I have to wonder what it’s like to know you’re living your last 24 hours on Earth. That your breaths are numbered, that each step is bringing you one closer to the end, that each word will be remembered by the ones you leave behind.

She died early in the morning, it was all planned. There was a note on the fridge. She left a trace like many others don’t — around 75% people form their plan and die by suicide within an hour. Of that 75%, around a third last 20 minutes from initial idea to death.

In retrospect, she lasted months. There were signs that we weren’t necessarily too oblivious to see, but too uneducated. Or maybe just too hopeful.

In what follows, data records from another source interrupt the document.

impl Function {
    pub fn name(&self) -> &str {
        &self.name
    }

    pub fn ret_ty(&self) -> &Ty {
        &self.ret
    }

    pub fn param_tys(&self) -> &[Ty] {
        &self.params
    }

    pub fn is_varargs(&self) -> bool {
        self.varargs
    }

    /// A function with no blocks is a declaration.
    pub fn is_declaration(&self) -> bool {
        self.blocks.is_empty()
    }
}

/// One emission unit: named types, string constants, and functions.
#[derive(Debug, Clone)]
pub struct Module {
    name: String,
    pub(crate) structs: Vec<StructDef>,
    pub(crate) globals: Vec<GlobalStr>,
    pub(crate) funcs: Vec<Function>,
    func_names: HashMap<String, FuncId>,
    insert: Option<(FuncId, BlockId)>,
}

She knew exactly when her last 24 hours were going to be and that thought terrifies me because I cannot imagine what it’s like to know that you’re living your last day. What thoughts you’re having, from what to eat and say and do. I can’t imagine the pain that she must’ve been feeling for so long, but for those last 24 hours — I can’t imagine the relief that must have overtaken her.

I heard she was happy her last day and I think I believe it, or at least I want to. She wasn’t selfish, she never was. She wouldn’t have left us if she thought we’d hurt worse than she was hurting. She wouldn’t have left if she knew how many hearts would break that day.

I don’t know when my last 24 hours will be. I don’t think I want to. Because right now I live everyday as if I will have another — I plan for my future, I save money, I assure people that there are things I will do tomorrow. But there’s a part of me that wonders if I should start living days as if they’re more numbered than I think they are.

Because truly, we never know. I didn’t know I’d lose my best friend at 19. And I didn’t know it would feel like my entire body was breaking still, 4 years later.